§ **ASSIGNMENT**
Below is a set of entries; copy all of them exactly.

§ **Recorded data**
★ ★ ★ ★ ★
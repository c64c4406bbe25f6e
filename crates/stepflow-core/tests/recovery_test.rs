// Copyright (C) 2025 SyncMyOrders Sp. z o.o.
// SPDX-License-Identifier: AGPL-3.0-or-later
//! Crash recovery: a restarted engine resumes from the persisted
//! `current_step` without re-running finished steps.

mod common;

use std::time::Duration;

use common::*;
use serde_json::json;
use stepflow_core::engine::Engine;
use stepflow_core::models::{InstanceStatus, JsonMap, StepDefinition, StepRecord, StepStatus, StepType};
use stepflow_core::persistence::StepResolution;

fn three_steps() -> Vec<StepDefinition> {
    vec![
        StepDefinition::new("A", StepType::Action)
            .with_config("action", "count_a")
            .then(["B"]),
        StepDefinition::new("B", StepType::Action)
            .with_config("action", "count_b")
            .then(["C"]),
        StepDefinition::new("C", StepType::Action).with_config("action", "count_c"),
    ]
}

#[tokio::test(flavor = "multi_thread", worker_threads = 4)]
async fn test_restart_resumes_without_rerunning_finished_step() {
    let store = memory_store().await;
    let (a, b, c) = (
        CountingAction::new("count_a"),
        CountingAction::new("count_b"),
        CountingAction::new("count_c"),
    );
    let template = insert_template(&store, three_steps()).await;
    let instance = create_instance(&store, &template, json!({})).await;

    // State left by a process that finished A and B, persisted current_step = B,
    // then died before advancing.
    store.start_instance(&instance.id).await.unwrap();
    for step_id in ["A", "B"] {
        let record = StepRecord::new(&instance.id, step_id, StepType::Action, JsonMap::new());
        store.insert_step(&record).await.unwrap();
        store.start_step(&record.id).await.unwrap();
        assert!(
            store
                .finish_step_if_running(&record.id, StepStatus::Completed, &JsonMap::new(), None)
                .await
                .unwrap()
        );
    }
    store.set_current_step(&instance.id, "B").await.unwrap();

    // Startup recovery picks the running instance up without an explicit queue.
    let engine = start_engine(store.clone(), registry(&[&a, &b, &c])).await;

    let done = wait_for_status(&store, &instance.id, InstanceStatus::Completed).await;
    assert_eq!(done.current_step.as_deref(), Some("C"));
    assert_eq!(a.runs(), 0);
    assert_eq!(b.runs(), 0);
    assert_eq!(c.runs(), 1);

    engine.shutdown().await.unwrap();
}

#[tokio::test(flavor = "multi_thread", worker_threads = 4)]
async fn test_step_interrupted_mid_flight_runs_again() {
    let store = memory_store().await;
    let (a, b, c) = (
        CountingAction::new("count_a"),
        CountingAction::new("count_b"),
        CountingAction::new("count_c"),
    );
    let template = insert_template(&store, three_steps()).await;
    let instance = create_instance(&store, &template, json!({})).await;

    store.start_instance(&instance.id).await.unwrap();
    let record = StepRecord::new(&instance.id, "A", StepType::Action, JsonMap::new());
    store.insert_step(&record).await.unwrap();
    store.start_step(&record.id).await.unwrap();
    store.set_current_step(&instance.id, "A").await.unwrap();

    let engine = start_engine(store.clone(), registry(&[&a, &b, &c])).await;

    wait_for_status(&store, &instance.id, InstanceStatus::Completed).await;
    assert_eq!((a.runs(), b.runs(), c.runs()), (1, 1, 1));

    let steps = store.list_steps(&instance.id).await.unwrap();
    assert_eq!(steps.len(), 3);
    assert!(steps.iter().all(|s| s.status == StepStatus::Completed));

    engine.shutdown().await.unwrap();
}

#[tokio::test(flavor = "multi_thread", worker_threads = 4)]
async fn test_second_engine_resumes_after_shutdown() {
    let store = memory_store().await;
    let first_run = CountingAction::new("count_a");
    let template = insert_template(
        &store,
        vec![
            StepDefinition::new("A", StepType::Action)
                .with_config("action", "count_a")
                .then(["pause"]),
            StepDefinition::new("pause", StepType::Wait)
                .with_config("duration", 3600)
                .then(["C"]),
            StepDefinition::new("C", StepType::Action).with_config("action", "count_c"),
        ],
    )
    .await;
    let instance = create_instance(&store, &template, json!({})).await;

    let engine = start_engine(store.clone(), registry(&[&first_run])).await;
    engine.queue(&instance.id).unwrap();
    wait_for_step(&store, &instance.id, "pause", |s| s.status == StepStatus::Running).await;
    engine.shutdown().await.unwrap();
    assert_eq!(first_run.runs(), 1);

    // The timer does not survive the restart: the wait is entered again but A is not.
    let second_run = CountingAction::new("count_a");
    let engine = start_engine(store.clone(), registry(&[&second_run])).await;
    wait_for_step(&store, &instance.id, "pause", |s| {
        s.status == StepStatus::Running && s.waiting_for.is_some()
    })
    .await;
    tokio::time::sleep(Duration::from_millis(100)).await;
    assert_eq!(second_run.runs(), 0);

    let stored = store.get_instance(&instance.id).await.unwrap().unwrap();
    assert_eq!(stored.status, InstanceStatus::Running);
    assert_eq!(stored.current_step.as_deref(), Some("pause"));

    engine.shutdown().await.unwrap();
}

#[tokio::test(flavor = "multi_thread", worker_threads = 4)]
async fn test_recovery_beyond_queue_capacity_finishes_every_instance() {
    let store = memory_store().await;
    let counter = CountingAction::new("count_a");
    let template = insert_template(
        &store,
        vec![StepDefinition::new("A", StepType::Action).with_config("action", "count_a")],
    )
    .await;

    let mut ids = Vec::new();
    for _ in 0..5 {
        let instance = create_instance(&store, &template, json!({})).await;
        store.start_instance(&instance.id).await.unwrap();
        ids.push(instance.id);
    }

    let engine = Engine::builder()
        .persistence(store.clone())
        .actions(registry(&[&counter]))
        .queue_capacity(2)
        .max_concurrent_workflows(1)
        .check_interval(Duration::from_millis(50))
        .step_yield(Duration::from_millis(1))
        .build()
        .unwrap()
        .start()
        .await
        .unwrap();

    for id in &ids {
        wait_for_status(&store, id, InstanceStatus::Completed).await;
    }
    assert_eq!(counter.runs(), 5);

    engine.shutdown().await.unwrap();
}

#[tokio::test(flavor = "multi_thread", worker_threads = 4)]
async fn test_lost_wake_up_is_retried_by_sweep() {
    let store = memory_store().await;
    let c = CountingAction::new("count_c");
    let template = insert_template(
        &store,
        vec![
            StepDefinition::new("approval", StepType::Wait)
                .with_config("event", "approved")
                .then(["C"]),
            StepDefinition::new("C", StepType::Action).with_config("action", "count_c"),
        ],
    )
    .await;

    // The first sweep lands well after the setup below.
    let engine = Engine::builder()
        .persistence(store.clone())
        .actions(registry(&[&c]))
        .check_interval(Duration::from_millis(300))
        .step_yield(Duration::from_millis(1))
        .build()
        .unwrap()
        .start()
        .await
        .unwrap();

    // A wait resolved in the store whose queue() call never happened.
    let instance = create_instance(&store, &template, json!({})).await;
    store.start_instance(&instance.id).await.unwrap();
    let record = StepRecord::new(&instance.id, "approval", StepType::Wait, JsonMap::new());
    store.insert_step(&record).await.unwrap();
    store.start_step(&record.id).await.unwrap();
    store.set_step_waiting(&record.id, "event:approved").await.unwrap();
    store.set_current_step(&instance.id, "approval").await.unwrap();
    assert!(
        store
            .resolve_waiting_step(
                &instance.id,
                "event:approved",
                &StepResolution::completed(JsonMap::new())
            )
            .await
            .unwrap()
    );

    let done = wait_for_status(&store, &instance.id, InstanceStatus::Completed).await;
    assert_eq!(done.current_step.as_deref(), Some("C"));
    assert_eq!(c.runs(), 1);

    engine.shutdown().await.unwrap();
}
★ ★ ★ ★ ★
§ **EXERCISE ANSWER**
repository c64c4406bbe25f6e
filename crates/stepflow-core/tests/recovery_test.rs
// Copyright (C) 2025 SyncMyOrders Sp. z o.o.
// SPDX-License-Identifier: AGPL-3.0-or-later
//! Crash recovery: a restarted engine resumes from the persisted
//! `current_step` without re-running finished steps.

mod common;

use std::time::Duration;

use common::*;
use serde_json::json;
use stepflow_core::engine::Engine;
use stepflow_core::models::{InstanceStatus, JsonMap, StepDefinition, StepRecord, StepStatus, StepType};
use stepflow_core::persistence::StepResolution;

fn three_steps() -> Vec<StepDefinition> {
    vec![
        StepDefinition::new("A", StepType::Action)
            .with_config("action", "count_a")
            .then(["B"]),
        StepDefinition::new("B", StepType::Action)
            .with_config("action", "count_b")
            .then(["C"]),
        StepDefinition::new("C", StepType::Action).with_config("action", "count_c"),
    ]
}

#[tokio::test(flavor = "multi_thread", worker_threads = 4)]
async fn test_restart_resumes_without_rerunning_finished_step() {
    let store = memory_store().await;
    let (a, b, c) = (
        CountingAction::new("count_a"),
        CountingAction::new("count_b"),
        CountingAction::new("count_c"),
    );
    let template = insert_template(&store, three_steps()).await;
    let instance = create_instance(&store, &template, json!({})).await;

    // State left by a process that finished A and B, persisted current_step = B,
    // then died before advancing.
    store.start_instance(&instance.id).await.unwrap();
    for step_id in ["A", "B"] {
        let record = StepRecord::new(&instance.id, step_id, StepType::Action, JsonMap::new());
        store.insert_step(&record).await.unwrap();
        store.start_step(&record.id).await.unwrap();
        assert!(
            store
                .finish_step_if_running(&record.id, StepStatus::Completed, &JsonMap::new(), None)
                .await
                .unwrap()
        );
    }
    store.set_current_step(&instance.id, "B").await.unwrap();

    // Startup recovery picks the running instance up without an explicit queue.
    let engine = start_engine(store.clone(), registry(&[&a, &b, &c])).await;

    let done = wait_for_status(&store, &instance.id, InstanceStatus::Completed).await;
    assert_eq!(done.current_step.as_deref(), Some("C"));
    assert_eq!(a.runs(), 0);
    assert_eq!(b.runs(), 0);
    assert_eq!(c.runs(), 1);

    engine.shutdown().await.unwrap();
}

#[tokio::test(flavor = "multi_thread", worker_threads = 4)]
async fn test_step_interrupted_mid_flight_runs_again() {
    let store = memory_store().await;
    let (a, b, c) = (
        CountingAction::new("count_a"),
        CountingAction::new("count_b"),
        CountingAction::new("count_c"),
    );
    let template = insert_template(&store, three_steps()).await;
    let instance = create_instance(&store, &template, json!({})).await;

    store.start_instance(&instance.id).await.unwrap();
    let record = StepRecord::new(&instance.id, "A", StepType::Action, JsonMap::new());
    store.insert_step(&record).await.unwrap();
    store.start_step(&record.id).await.unwrap();
    store.set_current_step(&instance.id, "A").await.unwrap();

    let engine = start_engine(store.clone(), registry(&[&a, &b, &c])).await;

    wait_for_status(&store, &instance.id, InstanceStatus::Completed).await;
    assert_eq!((a.runs(), b.runs(), c.runs()), (1, 1, 1));

    let steps = store.list_steps(&instance.id).await.unwrap();
    assert_eq!(steps.len(), 3);
    assert!(steps.iter().all(|s| s.status == StepStatus::Completed));

    engine.shutdown().await.unwrap();
}

#[tokio::test(flavor = "multi_thread", worker_threads = 4)]
async fn test_second_engine_resumes_after_shutdown() {
    let store = memory_store().await;
    let first_run = CountingAction::new("count_a");
    let template = insert_template(
        &store,
        vec![
            StepDefinition::new("A", StepType::Action)
                .with_config("action", "count_a")
                .then(["pause"]),
            StepDefinition::new("pause", StepType::Wait)
                .with_config("duration", 3600)
                .then(["C"]),
            StepDefinition::new("C", StepType::Action).with_config("action", "count_c"),
        ],
    )
    .await;
    let instance = create_instance(&store, &template, json!({})).await;

    let engine = start_engine(store.clone(), registry(&[&first_run])).await;
    engine.queue(&instance.id).unwrap();
    wait_for_step(&store, &instance.id, "pause", |s| s.status == StepStatus::Running).await;
    engine.shutdown().await.unwrap();
    assert_eq!(first_run.runs(), 1);

    // The timer does not survive the restart: the wait is entered again but A is not.
    let second_run = CountingAction::new("count_a");
    let engine = start_engine(store.clone(), registry(&[&second_run])).await;
    wait_for_step(&store, &instance.id, "pause", |s| {
        s.status == StepStatus::Running && s.waiting_for.is_some()
    })
    .await;
    tokio::time::sleep(Duration::from_millis(100)).await;
    assert_eq!(second_run.runs(), 0);

    let stored = store.get_instance(&instance.id).await.unwrap().unwrap();
    assert_eq!(stored.status, InstanceStatus::Running);
    assert_eq!(stored.current_step.as_deref(), Some("pause"));

    engine.shutdown().await.unwrap();
}

#[tokio::test(flavor = "multi_thread", worker_threads = 4)]
async fn test_recovery_beyond_queue_capacity_finishes_every_instance() {
    let store = memory_store().await;
    let counter = CountingAction::new("count_a");
    let template = insert_template(
        &store,
        vec![StepDefinition::new("A", StepType::Action).with_config("action", "count_a")],
    )
    .await;

    let mut ids = Vec::new();
    for _ in 0..5 {
        let instance = create_instance(&store, &template, json!({})).await;
        store.start_instance(&instance.id).await.unwrap();
        ids.push(instance.id);
    }

    let engine = Engine::builder()
        .persistence(store.clone())
        .actions(registry(&[&counter]))
        .queue_capacity(2)
        .max_concurrent_workflows(1)
        .check_interval(Duration::from_millis(50))
        .step_yield(Duration::from_millis(1))
        .build()
        .unwrap()
        .start()
        .await
        .unwrap();

    for id in &ids {
        wait_for_status(&store, id, InstanceStatus::Completed).await;
    }
    assert_eq!(counter.runs(), 5);

    engine.shutdown().await.unwrap();
}

#[tokio::test(flavor = "multi_thread", worker_threads = 4)]
async fn test_lost_wake_up_is_retried_by_sweep() {
    let store = memory_store().await;
    let c = CountingAction::new("count_c");
    let template = insert_template(
        &store,
        vec![
            StepDefinition::new("approval", StepType::Wait)
                .with_config("event", "approved")
                .then(["C"]),
            StepDefinition::new("C", StepType::Action).with_config("action", "count_c"),
        ],
    )
    .await;

    // The first sweep lands well after the setup below.
    let engine = Engine::builder()
        .persistence(store.clone())
        .actions(registry(&[&c]))
        .check_interval(Duration::from_millis(300))
        .step_yield(Duration::from_millis(1))
        .build()
        .unwrap()
        .start()
        .await
        .unwrap();

    // A wait resolved in the store whose queue() call never happened.
    let instance = create_instance(&store, &template, json!({})).await;
    store.start_instance(&instance.id).await.unwrap();
    let record = StepRecord::new(&instance.id, "approval", StepType::Wait, JsonMap::new());
    store.insert_step(&record).await.unwrap();
    store.start_step(&record.id).await.unwrap();
    store.set_step_waiting(&record.id, "event:approved").await.unwrap();
    store.set_current_step(&instance.id, "approval").await.unwrap();
    assert!(
        store
            .resolve_waiting_step(
                &instance.id,
                "event:approved",
                &StepResolution::completed(JsonMap::new())
            )
            .await
            .unwrap()
    );

    let done = wait_for_status(&store, &instance.id, InstanceStatus::Completed).await;
    assert_eq!(done.current_step.as_deref(), Some("C"));
    assert_eq!(c.runs(), 1);

    engine.shutdown().await.unwrap();
}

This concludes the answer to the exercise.